- [Work required]: Each line of the listing that includes "write" should be reported.
*** Data listing Section Begins ***
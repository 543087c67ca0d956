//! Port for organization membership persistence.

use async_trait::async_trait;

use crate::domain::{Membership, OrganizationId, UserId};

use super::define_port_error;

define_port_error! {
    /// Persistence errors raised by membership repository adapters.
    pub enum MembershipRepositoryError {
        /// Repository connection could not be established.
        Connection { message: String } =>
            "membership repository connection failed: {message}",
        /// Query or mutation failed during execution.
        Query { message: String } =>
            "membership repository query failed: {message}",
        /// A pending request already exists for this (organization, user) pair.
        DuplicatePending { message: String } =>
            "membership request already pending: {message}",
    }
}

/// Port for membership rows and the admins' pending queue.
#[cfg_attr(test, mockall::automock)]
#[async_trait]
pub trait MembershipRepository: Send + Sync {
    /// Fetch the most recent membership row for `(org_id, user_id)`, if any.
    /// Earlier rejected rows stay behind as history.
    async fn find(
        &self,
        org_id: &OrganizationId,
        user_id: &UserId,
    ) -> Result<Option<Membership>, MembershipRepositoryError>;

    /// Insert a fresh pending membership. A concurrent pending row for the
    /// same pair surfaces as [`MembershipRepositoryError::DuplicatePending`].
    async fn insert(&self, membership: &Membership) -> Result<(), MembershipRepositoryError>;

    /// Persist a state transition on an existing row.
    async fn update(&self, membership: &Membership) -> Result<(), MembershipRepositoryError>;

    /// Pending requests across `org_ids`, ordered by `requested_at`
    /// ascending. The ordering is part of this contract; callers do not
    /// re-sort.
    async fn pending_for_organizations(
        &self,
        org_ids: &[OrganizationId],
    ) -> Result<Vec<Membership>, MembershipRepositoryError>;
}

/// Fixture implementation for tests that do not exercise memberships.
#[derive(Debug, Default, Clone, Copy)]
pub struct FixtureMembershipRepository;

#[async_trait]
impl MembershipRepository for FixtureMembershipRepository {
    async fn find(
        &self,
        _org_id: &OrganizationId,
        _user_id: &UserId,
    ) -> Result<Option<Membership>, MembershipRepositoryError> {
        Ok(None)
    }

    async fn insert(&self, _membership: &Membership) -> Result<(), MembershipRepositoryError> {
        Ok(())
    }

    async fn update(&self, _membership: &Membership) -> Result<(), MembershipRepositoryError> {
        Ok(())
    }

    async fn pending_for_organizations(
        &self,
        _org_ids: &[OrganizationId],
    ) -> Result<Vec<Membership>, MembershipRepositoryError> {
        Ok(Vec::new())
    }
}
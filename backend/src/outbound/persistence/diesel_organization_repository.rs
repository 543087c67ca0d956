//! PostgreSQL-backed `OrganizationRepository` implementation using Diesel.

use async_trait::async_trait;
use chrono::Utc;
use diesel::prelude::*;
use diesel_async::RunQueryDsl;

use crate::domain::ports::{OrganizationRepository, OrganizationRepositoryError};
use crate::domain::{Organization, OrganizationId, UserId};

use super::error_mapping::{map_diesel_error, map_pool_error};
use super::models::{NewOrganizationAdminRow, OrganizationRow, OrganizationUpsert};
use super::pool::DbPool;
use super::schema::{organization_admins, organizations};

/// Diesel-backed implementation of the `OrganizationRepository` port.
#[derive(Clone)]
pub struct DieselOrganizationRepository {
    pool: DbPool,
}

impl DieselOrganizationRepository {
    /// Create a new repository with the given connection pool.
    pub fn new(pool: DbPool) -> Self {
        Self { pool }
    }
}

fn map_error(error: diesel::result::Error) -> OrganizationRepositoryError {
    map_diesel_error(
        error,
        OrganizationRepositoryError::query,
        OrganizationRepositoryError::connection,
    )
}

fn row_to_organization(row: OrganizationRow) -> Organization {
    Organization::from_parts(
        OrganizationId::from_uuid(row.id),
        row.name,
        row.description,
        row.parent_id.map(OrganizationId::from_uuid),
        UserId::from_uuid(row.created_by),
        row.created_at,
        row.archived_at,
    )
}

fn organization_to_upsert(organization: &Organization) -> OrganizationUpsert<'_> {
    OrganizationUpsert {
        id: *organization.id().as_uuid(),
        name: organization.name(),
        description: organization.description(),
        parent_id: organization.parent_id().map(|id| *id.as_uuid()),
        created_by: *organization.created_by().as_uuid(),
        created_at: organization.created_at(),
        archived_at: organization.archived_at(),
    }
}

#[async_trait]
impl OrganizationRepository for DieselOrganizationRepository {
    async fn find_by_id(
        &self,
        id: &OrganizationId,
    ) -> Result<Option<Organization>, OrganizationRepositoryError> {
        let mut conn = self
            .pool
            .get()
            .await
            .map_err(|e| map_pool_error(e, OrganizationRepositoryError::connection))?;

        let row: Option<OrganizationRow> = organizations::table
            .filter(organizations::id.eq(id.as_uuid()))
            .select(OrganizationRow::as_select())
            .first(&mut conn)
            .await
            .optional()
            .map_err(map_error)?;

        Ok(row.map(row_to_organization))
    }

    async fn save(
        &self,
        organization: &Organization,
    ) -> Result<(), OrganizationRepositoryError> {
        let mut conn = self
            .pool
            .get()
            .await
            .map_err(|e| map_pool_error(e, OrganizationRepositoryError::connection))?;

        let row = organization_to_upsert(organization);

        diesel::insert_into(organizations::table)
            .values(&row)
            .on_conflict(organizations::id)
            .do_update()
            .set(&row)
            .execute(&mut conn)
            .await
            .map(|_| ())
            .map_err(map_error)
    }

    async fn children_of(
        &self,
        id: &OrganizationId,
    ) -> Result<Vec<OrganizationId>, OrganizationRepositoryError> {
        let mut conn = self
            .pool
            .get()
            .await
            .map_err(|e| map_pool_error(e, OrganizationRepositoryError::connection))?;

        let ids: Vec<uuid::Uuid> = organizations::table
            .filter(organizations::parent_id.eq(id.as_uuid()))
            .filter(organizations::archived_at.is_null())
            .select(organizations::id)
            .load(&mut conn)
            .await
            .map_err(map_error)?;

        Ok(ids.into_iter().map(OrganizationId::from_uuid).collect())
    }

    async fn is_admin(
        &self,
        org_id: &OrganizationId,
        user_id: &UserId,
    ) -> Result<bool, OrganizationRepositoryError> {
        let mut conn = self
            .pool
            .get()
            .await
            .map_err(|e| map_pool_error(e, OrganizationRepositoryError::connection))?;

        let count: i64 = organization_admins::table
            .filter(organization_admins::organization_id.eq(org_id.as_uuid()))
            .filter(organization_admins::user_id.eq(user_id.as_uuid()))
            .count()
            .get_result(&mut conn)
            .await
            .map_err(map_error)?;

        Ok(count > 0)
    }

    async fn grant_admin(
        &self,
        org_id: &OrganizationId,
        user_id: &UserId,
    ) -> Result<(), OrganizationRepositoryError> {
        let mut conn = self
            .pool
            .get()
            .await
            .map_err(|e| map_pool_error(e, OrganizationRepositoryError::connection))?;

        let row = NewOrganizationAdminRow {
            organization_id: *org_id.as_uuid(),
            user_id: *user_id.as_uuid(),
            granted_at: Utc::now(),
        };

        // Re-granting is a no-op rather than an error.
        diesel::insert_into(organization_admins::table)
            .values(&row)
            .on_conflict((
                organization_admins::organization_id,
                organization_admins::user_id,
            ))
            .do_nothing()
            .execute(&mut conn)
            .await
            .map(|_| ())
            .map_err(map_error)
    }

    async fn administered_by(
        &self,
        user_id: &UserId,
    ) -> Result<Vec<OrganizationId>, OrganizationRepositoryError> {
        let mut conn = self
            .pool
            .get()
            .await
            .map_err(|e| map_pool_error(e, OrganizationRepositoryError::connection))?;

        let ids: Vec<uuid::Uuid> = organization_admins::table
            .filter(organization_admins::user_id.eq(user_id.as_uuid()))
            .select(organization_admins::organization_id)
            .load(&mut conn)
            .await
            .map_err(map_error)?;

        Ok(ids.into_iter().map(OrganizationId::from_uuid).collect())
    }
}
*** Data listing Section Ends ***
*** Data listing Section Begins ***
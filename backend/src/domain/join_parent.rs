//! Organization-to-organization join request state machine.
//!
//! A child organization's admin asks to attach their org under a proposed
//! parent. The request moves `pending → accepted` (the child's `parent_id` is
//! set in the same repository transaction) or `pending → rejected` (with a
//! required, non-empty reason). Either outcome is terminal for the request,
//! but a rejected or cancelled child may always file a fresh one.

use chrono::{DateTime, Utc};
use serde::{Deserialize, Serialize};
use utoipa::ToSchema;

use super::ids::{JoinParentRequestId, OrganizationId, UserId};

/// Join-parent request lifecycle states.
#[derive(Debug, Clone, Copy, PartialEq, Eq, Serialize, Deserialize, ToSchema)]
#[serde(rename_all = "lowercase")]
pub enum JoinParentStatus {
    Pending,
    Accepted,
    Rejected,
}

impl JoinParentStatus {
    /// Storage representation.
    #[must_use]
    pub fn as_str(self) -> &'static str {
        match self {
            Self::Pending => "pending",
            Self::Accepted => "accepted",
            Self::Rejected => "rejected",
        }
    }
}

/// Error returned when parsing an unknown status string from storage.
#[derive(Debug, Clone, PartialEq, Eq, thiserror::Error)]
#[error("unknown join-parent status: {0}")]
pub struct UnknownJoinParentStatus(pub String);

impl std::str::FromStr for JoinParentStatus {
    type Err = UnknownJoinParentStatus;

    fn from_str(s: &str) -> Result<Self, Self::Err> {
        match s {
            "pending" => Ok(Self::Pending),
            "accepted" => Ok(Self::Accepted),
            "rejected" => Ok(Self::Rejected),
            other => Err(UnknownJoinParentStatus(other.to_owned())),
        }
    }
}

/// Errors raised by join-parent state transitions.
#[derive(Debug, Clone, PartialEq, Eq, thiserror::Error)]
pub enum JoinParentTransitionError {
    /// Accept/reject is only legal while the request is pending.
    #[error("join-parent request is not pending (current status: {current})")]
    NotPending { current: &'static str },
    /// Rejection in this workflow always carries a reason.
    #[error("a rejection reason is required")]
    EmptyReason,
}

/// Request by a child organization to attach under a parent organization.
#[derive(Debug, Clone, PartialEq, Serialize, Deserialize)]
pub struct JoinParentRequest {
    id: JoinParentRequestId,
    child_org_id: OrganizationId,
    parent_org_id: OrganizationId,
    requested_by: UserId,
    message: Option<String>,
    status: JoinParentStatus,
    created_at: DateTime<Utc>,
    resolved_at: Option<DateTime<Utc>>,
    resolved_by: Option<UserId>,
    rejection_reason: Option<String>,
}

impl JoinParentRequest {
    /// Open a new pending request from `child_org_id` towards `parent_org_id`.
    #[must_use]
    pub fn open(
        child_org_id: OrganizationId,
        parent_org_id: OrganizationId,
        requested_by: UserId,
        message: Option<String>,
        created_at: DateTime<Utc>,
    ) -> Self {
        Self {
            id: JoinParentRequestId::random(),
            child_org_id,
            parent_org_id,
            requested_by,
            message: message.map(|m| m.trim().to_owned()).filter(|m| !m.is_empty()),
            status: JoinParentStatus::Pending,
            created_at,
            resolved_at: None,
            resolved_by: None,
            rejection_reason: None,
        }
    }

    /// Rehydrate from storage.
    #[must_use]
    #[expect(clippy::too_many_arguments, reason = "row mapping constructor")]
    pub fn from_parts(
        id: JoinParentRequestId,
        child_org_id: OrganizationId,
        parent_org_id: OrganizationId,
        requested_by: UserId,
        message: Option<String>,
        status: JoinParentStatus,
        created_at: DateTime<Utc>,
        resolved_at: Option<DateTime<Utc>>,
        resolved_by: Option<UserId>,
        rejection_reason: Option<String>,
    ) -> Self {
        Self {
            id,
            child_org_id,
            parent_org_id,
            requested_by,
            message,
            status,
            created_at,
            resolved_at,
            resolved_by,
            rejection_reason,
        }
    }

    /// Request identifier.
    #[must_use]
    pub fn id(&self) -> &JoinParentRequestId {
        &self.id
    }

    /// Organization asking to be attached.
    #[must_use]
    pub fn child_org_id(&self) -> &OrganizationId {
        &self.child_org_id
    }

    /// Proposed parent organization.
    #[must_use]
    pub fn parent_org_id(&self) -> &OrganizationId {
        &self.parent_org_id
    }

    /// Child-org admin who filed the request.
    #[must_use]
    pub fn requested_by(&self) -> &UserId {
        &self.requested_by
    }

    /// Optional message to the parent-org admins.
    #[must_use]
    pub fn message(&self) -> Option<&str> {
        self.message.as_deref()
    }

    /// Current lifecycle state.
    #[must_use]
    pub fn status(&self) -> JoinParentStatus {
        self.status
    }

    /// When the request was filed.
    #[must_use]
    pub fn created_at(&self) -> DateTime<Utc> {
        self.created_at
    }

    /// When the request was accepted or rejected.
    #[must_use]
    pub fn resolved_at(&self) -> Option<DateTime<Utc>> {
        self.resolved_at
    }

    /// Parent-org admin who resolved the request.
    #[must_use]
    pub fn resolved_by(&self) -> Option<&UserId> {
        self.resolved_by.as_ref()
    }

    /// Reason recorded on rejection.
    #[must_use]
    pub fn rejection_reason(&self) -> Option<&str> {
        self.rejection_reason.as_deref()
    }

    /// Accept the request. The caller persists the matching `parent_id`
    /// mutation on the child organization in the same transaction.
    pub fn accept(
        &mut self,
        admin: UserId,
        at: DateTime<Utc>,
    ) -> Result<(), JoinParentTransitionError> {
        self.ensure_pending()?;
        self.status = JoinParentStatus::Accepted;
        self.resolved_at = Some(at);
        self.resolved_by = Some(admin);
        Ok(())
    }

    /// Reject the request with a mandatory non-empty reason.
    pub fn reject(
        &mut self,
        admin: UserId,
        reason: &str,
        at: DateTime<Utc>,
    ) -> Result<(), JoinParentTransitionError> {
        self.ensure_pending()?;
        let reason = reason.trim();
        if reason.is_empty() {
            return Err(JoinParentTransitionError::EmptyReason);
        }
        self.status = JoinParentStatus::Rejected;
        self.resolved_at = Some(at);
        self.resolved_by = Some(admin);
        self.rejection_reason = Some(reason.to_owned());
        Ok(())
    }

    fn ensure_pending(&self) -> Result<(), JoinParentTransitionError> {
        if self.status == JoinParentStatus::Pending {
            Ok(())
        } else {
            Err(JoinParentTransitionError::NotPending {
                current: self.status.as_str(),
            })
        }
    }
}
*** Data listing Section Ends ***
*** Data listing Section Begins ***
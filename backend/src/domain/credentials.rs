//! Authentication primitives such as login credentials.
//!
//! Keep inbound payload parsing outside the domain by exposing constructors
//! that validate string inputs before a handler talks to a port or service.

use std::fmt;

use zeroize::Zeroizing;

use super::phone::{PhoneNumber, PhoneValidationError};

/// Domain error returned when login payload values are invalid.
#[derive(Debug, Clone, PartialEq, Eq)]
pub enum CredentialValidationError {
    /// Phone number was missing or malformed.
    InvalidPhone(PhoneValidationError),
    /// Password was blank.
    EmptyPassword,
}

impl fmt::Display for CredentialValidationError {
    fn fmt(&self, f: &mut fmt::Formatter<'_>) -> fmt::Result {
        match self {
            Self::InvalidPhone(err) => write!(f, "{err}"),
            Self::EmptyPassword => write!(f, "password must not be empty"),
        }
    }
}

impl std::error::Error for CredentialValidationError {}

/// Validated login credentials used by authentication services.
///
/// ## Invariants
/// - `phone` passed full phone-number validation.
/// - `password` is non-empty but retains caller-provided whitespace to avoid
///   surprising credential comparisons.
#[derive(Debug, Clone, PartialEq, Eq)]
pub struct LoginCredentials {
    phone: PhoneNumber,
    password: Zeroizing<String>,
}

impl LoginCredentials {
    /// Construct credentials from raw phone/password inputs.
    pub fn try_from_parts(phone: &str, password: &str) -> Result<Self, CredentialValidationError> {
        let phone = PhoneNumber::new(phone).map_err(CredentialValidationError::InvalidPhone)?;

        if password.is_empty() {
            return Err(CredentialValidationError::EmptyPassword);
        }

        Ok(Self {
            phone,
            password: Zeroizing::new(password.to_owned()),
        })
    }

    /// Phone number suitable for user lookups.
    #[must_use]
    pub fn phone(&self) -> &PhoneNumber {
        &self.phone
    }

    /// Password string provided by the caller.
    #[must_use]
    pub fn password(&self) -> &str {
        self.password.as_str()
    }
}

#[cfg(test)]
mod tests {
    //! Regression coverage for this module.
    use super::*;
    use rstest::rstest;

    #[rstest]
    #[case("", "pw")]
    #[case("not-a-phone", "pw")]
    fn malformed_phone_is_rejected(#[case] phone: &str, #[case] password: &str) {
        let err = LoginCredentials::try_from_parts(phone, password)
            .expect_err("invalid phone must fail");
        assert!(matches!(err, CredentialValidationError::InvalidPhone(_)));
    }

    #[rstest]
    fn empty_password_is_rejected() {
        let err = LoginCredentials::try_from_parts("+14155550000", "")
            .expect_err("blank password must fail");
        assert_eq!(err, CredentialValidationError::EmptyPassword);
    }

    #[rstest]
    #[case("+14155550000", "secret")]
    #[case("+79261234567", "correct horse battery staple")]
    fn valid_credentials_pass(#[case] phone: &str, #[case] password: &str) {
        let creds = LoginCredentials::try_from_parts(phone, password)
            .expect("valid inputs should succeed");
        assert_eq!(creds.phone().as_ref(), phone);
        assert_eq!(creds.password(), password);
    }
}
*** Data listing Section Ends ***
- [Written solution]:
            Self::InvalidPhone(err) => write!(f, "{err}"),
            Self::EmptyPassword => write!(f, "password must not be empty"),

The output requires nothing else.